Source Programs on the GPU

Note: This page is still a work in progress!

This page outlines the current work done to write source programs that can be accelerated using a GPU. The documentation will cover the techniques employed to do GPU acceleration and the language syntax to allow this form of acceleration.

Try it out here: https://source-gpu.herokuapp.com/
Source Code: https://github.com/rrtheonlyone/js-slang/tree/add-gpu
Slides: https://bit.ly/3cjZrdX

Graphical Processing Unit (GPU) to perform arbitrary computation

Essentially, the GPUs of the early 2000s were designed to produce a color for every pixel on the screen using programmable arithmetic units known as pixel shaders. In general, a pixel shader uses its (x,y) position on the screen as well as some additional information to combine various inputs in computing a final color. The additional information could be input colors, texture coordinates, or other attributes that would be passed to the shader when it ran. But because the arithmetic being performed on the input colors and textures was completely controlled by the programmer, researchers observed that these input “colors” could actually be any data.

So if the inputs were actually numerical data signifying something other than color, programmers could then program the pixel shaders to perform arbitrary computations on this data. The results would be handed back to the GPU as the final pixel “color,” although the colors would simply be the result of whatever computations the programmer had instructed the GPU to perform on their inputs. This data could be read back by the researchers, and the GPU would never be the wiser. In essence, the GPU was being tricked into performing nonrendering tasks by making those tasks appear as if they were a standard rendering. This trickery was very clever but also very convoluted.

Ref: "Cuda by Example, An introduction to General-Purpose GPU programming", chapter 1, 1.3.2

The GPU.js library

https://github.com/gpujs/gpu.js

GPU.js is a Javascript acceleration library for GPGPU. It is written in Javascript and works for both web and node.

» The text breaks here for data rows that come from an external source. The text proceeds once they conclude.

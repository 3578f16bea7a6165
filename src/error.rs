//! Error types for building and checking pipeline documents

use crate::validate::ValidationReport;
use thiserror::Error;

/// Errors raised while composing a pipeline
#[derive(Debug, Error)]
pub enum PipelineError {
    #[error("invalid identifier '{value}': {reason}")]
    InvalidIdentifier { value: String, reason: &'static str },

    #[error("conflicting definitions for {kind} '{name}'")]
    ConflictingDefinition { kind: &'static str, name: String },

    #[error("deployment chain for '{0}' has no stacks")]
    EmptyChain(String),

    #[error("packer build for '{0}' has no node types")]
    NoNodeTypes(String),

    #[error("pipeline failed validation with {} issue(s)", .0.issues.len())]
    Validation(ValidationReport),

    #[error("JSON error: {0}")]
    Json(#[from] serde_json::Error),

    #[error("YAML error: {0}")]
    Yaml(#[from] serde_yaml::Error),

    #[error("IO error: {0}")]
    Io(#[from] std::io::Error),
}

pub type Result<T> = std::result::Result<T, PipelineError>;
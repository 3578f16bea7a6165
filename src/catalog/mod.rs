//! Resource types and resources shared by the pipeline builders

pub mod resource_types;
pub mod resources;

pub use resources::GitRepo;
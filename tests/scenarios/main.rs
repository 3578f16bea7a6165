//! Scenario tests for composing complete pipelines

mod helpers;

mod fragment_merge;
mod image_to_deploy;
mod integrity;
mod render_config;
//! Normalized video metadata.

use serde::{Deserialize, Serialize};

/// What a video provider lookup returns, independent of the provider.
///
/// Used to pre-fill an entry form before the entry is added or updated.
#[derive(Debug, Clone, Default, PartialEq, Eq, Serialize, Deserialize)]
#[serde(rename_all = "camelCase")]
pub struct VideoMetadata {
    /// Canonical provider id.
    pub id: String,
    /// May be empty when the provider did not report one.
    pub title: String,
    pub thumbnail_url: String,
}
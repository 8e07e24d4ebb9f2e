//! Entry commands.

use clap::Args;
use dialoguer::Confirm;
use showreel_admin::{AdminError, Confirmation};
use showreel_core::{Document, Entry, EntryDraft, EntryId};

use super::{CliError, Context};
use crate::EntriesAction;

#[derive(Args)]
pub struct AddArgs {
    /// Entry title (defaults to the video title when `--video` is given)
    #[arg(long)]
    pub title: Option<String>,
    #[arg(long, default_value = "")]
    pub client: String,
    #[arg(long, default_value = "")]
    pub description: String,
    #[arg(long, default_value = "")]
    pub category: String,
    /// Video URL or id; title and thumbnail are looked up
    #[arg(long)]
    pub video: Option<String>,
    /// Thumbnail URL, overrides the looked-up one
    #[arg(long)]
    pub thumbnail: Option<String>,
    /// Make this the hero entry
    #[arg(long)]
    pub featured: bool,
}

#[derive(Args)]
pub struct UpdateArgs {
    /// Entry id
    pub id: EntryId,
    #[arg(long)]
    pub title: Option<String>,
    #[arg(long)]
    pub client: Option<String>,
    #[arg(long)]
    pub description: Option<String>,
    #[arg(long)]
    pub category: Option<String>,
    /// New video URL or id; the thumbnail is looked up again
    #[arg(long)]
    pub video: Option<String>,
    #[arg(long)]
    pub thumbnail: Option<String>,
    /// `true` to make this the hero entry, `false` to unfeature it
    #[arg(long)]
    pub featured: Option<bool>,
}

/// Dispatch an `entries` subcommand.
///
/// # Errors
///
/// Returns error if the session is missing, the entry does not exist or the
/// save fails.
pub async fn run(ctx: &Context, action: EntriesAction) -> Result<(), CliError> {
    match action {
        EntriesAction::List => list(ctx).await,
        EntriesAction::Add(args) => add(ctx, args).await,
        EntriesAction::Update(args) => update(ctx, args).await,
        EntriesAction::Remove { id, yes } => remove(ctx, id, yes).await,
        EntriesAction::Reorder { ids } => reorder(ctx, &ids).await,
    }
}

async fn list(ctx: &Context) -> Result<(), CliError> {
    let store = ctx.authenticated().await?;
    let entries = store.entries().await;

    if entries.is_empty() {
        println!("No entries.");
        return Ok(());
    }

    for entry in &entries {
        print_entry(entry);
    }
    Ok(())
}

async fn add(ctx: &Context, args: AddArgs) -> Result<(), CliError> {
    let store = ctx.authenticated().await?;

    let mut draft = EntryDraft {
        title: args.title.unwrap_or_default(),
        client: args.client,
        description: args.description,
        category: args.category,
        is_featured: args.featured,
        ..EntryDraft::default()
    };

    if let Some(reference) = args.video {
        let metadata = store.fetch_video_metadata(&reference).await?;
        if draft.title.is_empty() {
            draft.title = metadata.title;
        }
        draft.video_id = metadata.id;
        draft.thumbnail_url = metadata.thumbnail_url;
    }
    if let Some(thumbnail) = args.thumbnail {
        draft.thumbnail_url = thumbnail;
    }

    let entry = store.add_entry(draft).await?;
    print_entry(&entry);
    ctx.save().await
}

async fn update(ctx: &Context, args: UpdateArgs) -> Result<(), CliError> {
    let store = ctx.authenticated().await?;
    let mut entry = store
        .entry(args.id)
        .await
        .ok_or(CliError::UnknownEntry(args.id))?;
    let before = entry.clone();

    if let Some(title) = args.title {
        entry.title = title;
    }
    if let Some(client) = args.client {
        entry.client = client;
    }
    if let Some(description) = args.description {
        entry.description = description;
    }
    if let Some(category) = args.category {
        entry.category = category;
    }
    if let Some(reference) = args.video {
        let metadata = store.fetch_video_metadata(&reference).await?;
        entry.video_id = metadata.id;
        entry.thumbnail_url = metadata.thumbnail_url;
    }
    if let Some(thumbnail) = args.thumbnail {
        entry.thumbnail_url = thumbnail;
    }
    if let Some(featured) = args.featured {
        entry.is_featured = featured;
    }

    if entry == before {
        return Err(CliError::NothingToChange);
    }

    store.update_entry(entry.clone()).await?;
    print_entry(&entry);
    ctx.save().await
}

async fn remove(ctx: &Context, id: EntryId, yes: bool) -> Result<(), CliError> {
    let store = ctx.authenticated().await?;
    let entry = store.entry(id).await.ok_or(CliError::UnknownEntry(id))?;

    let confirmation = if yes {
        Confirmation::Confirmed
    } else {
        Confirm::new()
            .with_prompt(format!("Delete entry #{id} \"{}\"?", entry.title))
            .default(false)
            .interact()?
            .into()
    };

    match store.remove_entry(id, confirmation).await {
        Ok(removed) => println!("Removed #{} {}", removed.id, removed.title),
        Err(AdminError::UserCancelled) => {
            println!("Cancelled.");
            return Ok(());
        }
        Err(e) => return Err(e.into()),
    }
    ctx.save().await
}

async fn reorder(ctx: &Context, ids: &[EntryId]) -> Result<(), CliError> {
    let store = ctx.authenticated().await?;

    let order = new_order(&store.document().await, ids)?;
    store.reorder_entries(order).await?;
    for entry in store.entries().await {
        print_entry(&entry);
    }
    ctx.save().await
}

/// Resolve `ids` to entries, requiring every current entry exactly once.
fn new_order(document: &Document, ids: &[EntryId]) -> Result<Vec<Entry>, CliError> {
    let order = ids
        .iter()
        .map(|&id| document.entry(id).cloned().ok_or(CliError::UnknownEntry(id)))
        .collect::<Result<Vec<_>, _>>()?;

    if !document.is_permutation(&order) {
        return Err(CliError::NotAPermutation {
            expected: document.entries.len(),
        });
    }
    Ok(order)
}

fn print_entry(entry: &Entry) {
    let hero = if entry.is_featured { " [hero]" } else { "" };
    println!("#{:<4} {}{hero}", entry.id.as_i64(), entry.title);
    if !entry.client.is_empty() || !entry.category.is_empty() {
        println!("      {} / {}", entry.client, entry.category);
    }
    if !entry.video_id.is_empty() {
        println!("      video: {}", entry.video_id);
    }
}
//! Core types for Showreel.
//!
//! This module provides the persisted document shape and its parts.

pub mod about;
pub mod document;
pub mod entry;
pub mod id;
pub mod settings;
pub mod video;

pub use about::AboutData;
pub use document::{Document, DocumentError};
pub use entry::{Entry, EntryDraft};
pub use id::*;
pub use settings::{AccentMode, DEFAULT_ACCENT_COLOR, GlobalSettings};
pub use video::VideoMetadata;
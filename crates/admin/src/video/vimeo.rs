//! Vimeo lookups through the public simple API.

use std::sync::{Arc, LazyLock};

use async_trait::async_trait;
use regex::Regex;
use reqwest::StatusCode;
use serde::Deserialize;
use showreel_core::VideoMetadata;
use tracing::{debug, instrument};

use super::{VideoError, VideoLookup};

static NUMERIC_ID_RE: LazyLock<Regex> =
    LazyLock::new(|| Regex::new(r"^\d+$").expect("Invalid regex"));

static URL_ID_RE: LazyLock<Regex> = LazyLock::new(|| {
    Regex::new(r"(?i)(?:player\.)?vimeo\.com/(?:video/|channels/[^/]+/|groups/[^/]+/videos/)?(\d+)")
        .expect("Invalid regex")
});

/// Size suffix in a Vimeo thumbnail URL, e.g. `_640.jpg`.
static THUMBNAIL_SIZE_RE: LazyLock<Regex> =
    LazyLock::new(|| Regex::new(r"_\d+\.").expect("Invalid regex"));

/// Extract a numeric Vimeo id from an id or a `vimeo.com` URL.
pub(super) fn extract_video_id(input: &str) -> Option<String> {
    let input = input.trim();

    if NUMERIC_ID_RE.is_match(input) {
        return Some(input.to_string());
    }

    URL_ID_RE
        .captures(input)
        .and_then(|caps| caps.get(1))
        .map(|m| m.as_str().to_string())
}

/// Rewrite a thumbnail URL to its 1280px variant.
fn hd_thumbnail(url: &str) -> String {
    THUMBNAIL_SIZE_RE.replace(url, "_1280.").into_owned()
}

/// One element of the `/video/{id}.json` array.
#[derive(Debug, Deserialize)]
struct VimeoVideo {
    #[serde(default)]
    title: String,
    #[serde(default)]
    thumbnail_large: Option<String>,
    #[serde(default)]
    thumbnail_medium: Option<String>,
}

impl VimeoVideo {
    fn into_metadata(self, id: String) -> VideoMetadata {
        let thumbnail_url = self
            .thumbnail_large
            .as_deref()
            .map(hd_thumbnail)
            .or(self.thumbnail_medium)
            .unwrap_or_default();

        VideoMetadata {
            id,
            title: self.title,
            thumbnail_url,
        }
    }
}

/// Vimeo metadata client.
#[derive(Clone)]
pub struct VimeoClient {
    inner: Arc<VimeoClientInner>,
}

struct VimeoClientInner {
    client: reqwest::Client,
    api_base: String,
}

impl std::fmt::Debug for VimeoClient {
    fn fmt(&self, f: &mut std::fmt::Formatter<'_>) -> std::fmt::Result {
        f.debug_struct("VimeoClient")
            .field("api_base", &self.inner.api_base)
            .finish_non_exhaustive()
    }
}

impl VimeoClient {
    /// Create a new client against the simple API base URL.
    ///
    /// # Errors
    ///
    /// Returns error if the base is not a valid URL or the HTTP client fails
    /// to build.
    pub fn new(api_base: &str) -> Result<Self, VideoError> {
        url::Url::parse(api_base).map_err(|e| VideoError::Config(format!("{api_base}: {e}")))?;

        Ok(Self {
            inner: Arc::new(VimeoClientInner {
                client: reqwest::Client::builder().build()?,
                api_base: api_base.trim_end_matches('/').to_string(),
            }),
        })
    }

    fn video_url(&self, video_id: &str) -> String {
        format!("{}/video/{video_id}.json", self.inner.api_base)
    }
}

#[async_trait]
impl VideoLookup for VimeoClient {
    #[instrument(skip(self))]
    async fn lookup(&self, reference: &str) -> Result<VideoMetadata, VideoError> {
        let video_id = extract_video_id(reference)
            .ok_or_else(|| VideoError::InvalidReference(reference.to_string()))?;

        let response = self
            .inner
            .client
            .get(self.video_url(&video_id))
            .send()
            .await?;

        let status = response.status();
        match status {
            s if s.is_success() => {}
            StatusCode::NOT_FOUND => return Err(VideoError::NotFound(video_id)),
            StatusCode::FORBIDDEN => return Err(VideoError::PrivacyRestricted(video_id)),
            _ => {
                return Err(VideoError::Api {
                    status: status.as_u16(),
                    message: response.text().await.unwrap_or_default(),
                });
            }
        }

        let videos: Vec<VimeoVideo> = response
            .json()
            .await
            .map_err(|e| VideoError::Parse(format!("Invalid Vimeo response: {e}")))?;

        let video = videos
            .into_iter()
            .next()
            .ok_or_else(|| VideoError::NotFound(video_id.clone()))?;

        debug!(video_id = %video_id, "Vimeo metadata resolved");

        Ok(video.into_metadata(video_id))
    }
}
//! Showreel Core - Shared domain types.
//!
//! This crate provides the types that make up the portfolio document. It is
//! used by:
//! - `admin` - Loads, mutates and persists the document
//! - `cli` - Operator front end built on top of `admin`
//!
//! # Architecture
//!
//! The core crate contains only types and the document invariants - no I/O,
//! no HTTP clients. Every mutation of a [`Document`] goes through methods
//! defined here so the single-hero and unique-id rules hold wherever the
//! document is edited.
//!
//! # Modules
//!
//! - [`types`] - Entry ids, entries, the about/settings singletons and the
//!   document aggregate

#![cfg_attr(not(test), forbid(unsafe_code))]

pub mod types;

pub use types::*;
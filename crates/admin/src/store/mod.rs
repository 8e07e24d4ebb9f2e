//! The admin store.
//!
//! Holds the in-memory document while an operator is logged in and owns the
//! login/restore/save/logout lifecycle. Entry mutations live in `entries`.
//!
//! # State machine
//!
//! ```text
//! Anonymous --login / restore_session--> Authenticated --logout--> Anonymous
//! ```
//!
//! A failed login or restore always ends in `Anonymous` with an empty
//! document. A failed save keeps both the authentication and the local edits.
//!
//! # Stale responses
//!
//! State is never locked across a network call. Every login attempt and every
//! logout bumps a generation counter; a login response that comes back after
//! the generation moved on is dropped with [`AdminError::Superseded`].
//!
//! The stored session is only written or cleared while the state write lock
//! is held, so it always agrees with the generation that wrote it.

mod entries;

#[cfg(test)]
mod fakes;

use std::sync::Arc;

use showreel_core::{Document, Entry, EntryId, VideoMetadata};
use tokio::sync::RwLock;
use tracing::{debug, error, info, instrument, warn};

use crate::credential::Credential;
use crate::error::AdminError;
use crate::gist::{DocumentStore, PersistAck};
use crate::session::SessionHolder;
use crate::video::{LatestRequest, VideoLookup};

const SAVE_FAILED: &str = "Failed to save changes";
const VIDEO_NOT_FOUND: &str = "Video not found";

/// Authentication state of the store.
#[derive(Debug, Clone, Copy, PartialEq, Eq)]
pub enum AuthState {
    Anonymous,
    Authenticated,
}

impl std::fmt::Display for AuthState {
    fn fmt(&self, f: &mut std::fmt::Formatter<'_>) -> std::fmt::Result {
        match self {
            Self::Anonymous => write!(f, "anonymous"),
            Self::Authenticated => write!(f, "authenticated"),
        }
    }
}

/// Outcome of the confirmation prompt for a destructive action.
#[derive(Debug, Clone, Copy, PartialEq, Eq)]
pub enum Confirmation {
    Confirmed,
    Declined,
}

impl From<bool> for Confirmation {
    fn from(confirmed: bool) -> Self {
        if confirmed {
            Self::Confirmed
        } else {
            Self::Declined
        }
    }
}

/// Admin store handle. Cheap to clone; clones share state.
#[derive(Clone)]
pub struct AdminStore {
    inner: Arc<AdminStoreInner>,
}

struct AdminStoreInner {
    documents: Arc<dyn DocumentStore>,
    session: Arc<dyn SessionHolder>,
    videos: Arc<dyn VideoLookup>,
    state: RwLock<StoreState>,
    video_requests: LatestRequest,
}

/// Everything that changes between operations.
///
/// `credential.is_some()` is the authenticated flag; there is no separate
/// boolean that could drift from it.
#[derive(Default)]
struct StoreState {
    credential: Option<Credential>,
    document: Document,
    generation: u64,
    last_error: Option<String>,
}

impl StoreState {
    const fn auth_state(&self) -> AuthState {
        if self.credential.is_some() {
            AuthState::Authenticated
        } else {
            AuthState::Anonymous
        }
    }

    fn reset(&mut self) {
        self.credential = None;
        self.document = Document::default();
    }

    fn require_auth(&self) -> Result<(), AdminError> {
        match self.auth_state() {
            AuthState::Authenticated => Ok(()),
            AuthState::Anonymous => Err(AdminError::NotAuthenticated),
        }
    }
}

impl std::fmt::Debug for AdminStore {
    fn fmt(&self, f: &mut std::fmt::Formatter<'_>) -> std::fmt::Result {
        f.debug_struct("AdminStore").finish_non_exhaustive()
    }
}

impl AdminStore {
    /// Create an anonymous store over the given collaborators.
    #[must_use]
    pub fn new(
        documents: Arc<dyn DocumentStore>,
        session: Arc<dyn SessionHolder>,
        videos: Arc<dyn VideoLookup>,
    ) -> Self {
        Self {
            inner: Arc::new(AdminStoreInner {
                documents,
                session,
                videos,
                state: RwLock::new(StoreState::default()),
                video_requests: LatestRequest::new(),
            }),
        }
    }

    // =========================================================================
    // Read accessors
    // =========================================================================

    pub async fn auth_state(&self) -> AuthState {
        self.inner.state.read().await.auth_state()
    }

    pub async fn is_authenticated(&self) -> bool {
        self.auth_state().await == AuthState::Authenticated
    }

    /// Snapshot of the whole document.
    pub async fn document(&self) -> Document {
        self.inner.state.read().await.document.clone()
    }

    /// Entries in display order.
    pub async fn entries(&self) -> Vec<Entry> {
        self.inner.state.read().await.document.entries.clone()
    }

    pub async fn entry(&self, id: EntryId) -> Option<Entry> {
        self.inner.state.read().await.document.entry(id).cloned()
    }

    /// The featured entry, if any.
    pub async fn hero(&self) -> Option<Entry> {
        self.inner.state.read().await.document.hero().cloned()
    }

    /// Banner text of the most recent failure, cleared by the next successful
    /// login or save.
    pub async fn last_error(&self) -> Option<String> {
        self.inner.state.read().await.last_error.clone()
    }

    // =========================================================================
    // Lifecycle
    // =========================================================================

    /// Verify `credential`, load the document and become authenticated.
    ///
    /// # Errors
    ///
    /// - [`AdminError::PermissionDenied`] if the token does not own the gist
    /// - [`AdminError::Superseded`] if a logout or newer login happened while
    ///   this one was in flight
    /// - any document store failure mapped through [`AdminError`]
    ///
    /// Every error except `Superseded` leaves the store anonymous with an
    /// empty document and no stored session.
    #[instrument(skip(self, credential))]
    pub async fn login(&self, credential: Credential) -> Result<(), AdminError> {
        let generation = self.begin_login().await;

        if credential.is_blank() {
            return Err(self
                .fail_login(generation, AdminError::Unauthorized("empty token".to_string()))
                .await);
        }

        match self.inner.documents.verify_permission(&credential).await {
            Ok(true) => {}
            Ok(false) => {
                return Err(self.fail_login(generation, AdminError::PermissionDenied).await);
            }
            Err(e) => return Err(self.fail_login(generation, e.into()).await),
        }

        let document = match self
            .inner
            .documents
            .fetch_document(Some(&credential))
            .await
        {
            Ok(document) => document,
            Err(e) => return Err(self.fail_login(generation, e.into()).await),
        };

        let entries = document.entries.len();
        {
            let mut state = self.inner.state.write().await;
            if state.generation != generation {
                debug!("Login response arrived after a newer operation, discarding");
                return Err(AdminError::Superseded);
            }
            if let Err(e) = self.inner.session.save(&credential).await {
                warn!(error = %e, "Logged in, but the session could not be stored");
            }
            state.credential = Some(credential);
            state.document = document;
            state.last_error = None;
        }

        info!(entries, "Operator logged in");
        Ok(())
    }

    /// Log in with the stored credential, if there is one.
    ///
    /// Returns `Ok(false)` when no credential is stored. A stored credential
    /// that fails verification is cleared so it is not retried.
    ///
    /// # Errors
    ///
    /// Same as [`login`](Self::login), plus [`AdminError::Session`] if the
    /// holder cannot be read.
    #[instrument(skip(self))]
    pub async fn restore_session(&self) -> Result<bool, AdminError> {
        let Some(credential) = self.inner.session.load().await? else {
            debug!("No stored session");
            return Ok(false);
        };

        if credential.is_blank() {
            self.inner.session.clear().await?;
            return Ok(false);
        }

        self.login(credential).await.inspect_err(|e| {
            warn!(error = %e, "Stored session is no longer valid");
        })?;

        Ok(true)
    }

    /// Forget the credential and the document.
    ///
    /// The in-memory state is always reset; any login still in flight is
    /// invalidated.
    ///
    /// # Errors
    ///
    /// Returns [`AdminError::Session`] if the stored session cannot be
    /// removed.
    #[instrument(skip(self))]
    pub async fn logout(&self) -> Result<(), AdminError> {
        {
            let mut state = self.inner.state.write().await;
            state.generation = state.generation.wrapping_add(1);
            state.reset();
            state.last_error = None;
            self.inner.session.clear().await?;
        }

        info!("Operator logged out");
        Ok(())
    }

    /// Read the published document anonymously.
    ///
    /// Used by the public site; does not touch the store state.
    ///
    /// # Errors
    ///
    /// Returns the mapped document store failure.
    #[instrument(skip(self))]
    pub async fn load_public(&self) -> Result<Document, AdminError> {
        let document = self.inner.documents.fetch_document(None).await?;
        debug!(entries = document.entries.len(), "Public document loaded");
        Ok(document)
    }

    /// Write the whole in-memory document back to the gist.
    ///
    /// Local state is never rolled back: after a failure the edits are still
    /// there and `save` can be retried without logging in again.
    ///
    /// # Errors
    ///
    /// [`AdminError::NotAuthenticated`] while anonymous, otherwise the mapped
    /// document store failure.
    #[instrument(skip(self))]
    pub async fn save(&self) -> Result<PersistAck, AdminError> {
        let (credential, document, generation) = {
            let state = self.inner.state.read().await;
            let Some(credential) = state.credential.clone() else {
                return Err(AdminError::NotAuthenticated);
            };
            (credential, state.document.clone(), state.generation)
        };

        match self
            .inner
            .documents
            .persist_document(Some(&credential), &document)
            .await
        {
            Ok(ack) => {
                self.set_error(generation, None).await;
                info!(entries = document.entries.len(), "Document saved");
                Ok(ack)
            }
            Err(e) => {
                let err = AdminError::from(e);
                error!(error = %err, "Failed to save document");
                self.set_error(generation, Some(SAVE_FAILED.to_string()))
                    .await;
                Err(err)
            }
        }
    }

    /// Resolve a video reference for the entry form.
    ///
    /// Does not read or change the document. Only the most recent lookup may
    /// report a result; older ones return [`AdminError::Superseded`].
    ///
    /// # Errors
    ///
    /// [`AdminError::NotFound`] / [`AdminError::PrivacyRestricted`] for
    /// missing or private videos, [`AdminError::Transport`] for provider
    /// failures.
    #[instrument(skip(self))]
    pub async fn fetch_video_metadata(&self, reference: &str) -> Result<VideoMetadata, AdminError> {
        let ticket = self.inner.video_requests.begin();
        let result = self.inner.videos.lookup(reference).await;

        if !self.inner.video_requests.is_latest(ticket) {
            debug!("Video lookup overtaken by a newer one, discarding");
            return Err(AdminError::Superseded);
        }

        match result {
            Ok(metadata) => Ok(metadata),
            Err(e) => {
                let err = AdminError::from(e);
                warn!(error = %err, "Video lookup failed");
                let message = if err.is_lookup_miss() {
                    VIDEO_NOT_FOUND
                } else {
                    err.user_message()
                };
                self.inner.state.write().await.last_error = Some(message.to_string());
                Err(err)
            }
        }
    }

    // =========================================================================
    // Internals
    // =========================================================================

    /// Start a login attempt, invalidating any other attempt in flight.
    async fn begin_login(&self) -> u64 {
        let mut state = self.inner.state.write().await;
        state.generation = state.generation.wrapping_add(1);
        state.last_error = None;
        state.generation
    }

    /// Reset to anonymous after a failed login, unless the attempt is stale.
    async fn fail_login(&self, generation: u64, err: AdminError) -> AdminError {
        {
            let mut state = self.inner.state.write().await;
            if state.generation != generation {
                return AdminError::Superseded;
            }
            state.reset();
            state.last_error = Some(err.user_message().to_string());
            if let Err(e) = self.inner.session.clear().await {
                warn!(error = %e, "Could not clear stored session after failed login");
            }
        }

        warn!(error = %err, "Login failed");
        err
    }

    /// Record (or clear) the banner, unless a logout or login happened since
    /// `generation` was read.
    async fn set_error(&self, generation: u64, message: Option<String>) {
        let mut state = self.inner.state.write().await;
        if state.generation == generation {
            state.last_error = message;
        }
    }
}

We will be making use of their API to run source programs on the GPU. An example GPU.js program is as follows:

import { GPU } from 'gpu.js';
const gpu = new GPU();
const multiplyMatrix = gpu.createKernel(function(a: number[][], b: number[][]) {
  let sum = 0;
  for (let i = 0; i < 512; i++) {
    sum += a[this.thread.y][i] * b[i][this.thread.x];
  }
  return sum;
}).setOutput([512, 512]);

const c = multiplyMatrix(a, b) as number[][];

How are source programs going to take advantage of this?

We aim for seamless integration with Source. Hence, students will write source programs as per normal and under certain conditions, the GPU will be invoked to run the code. In order to do this, we will define a formal specification of what constitutes a valid source-gpu program. Following which, we run through the implementation and show some results of this change.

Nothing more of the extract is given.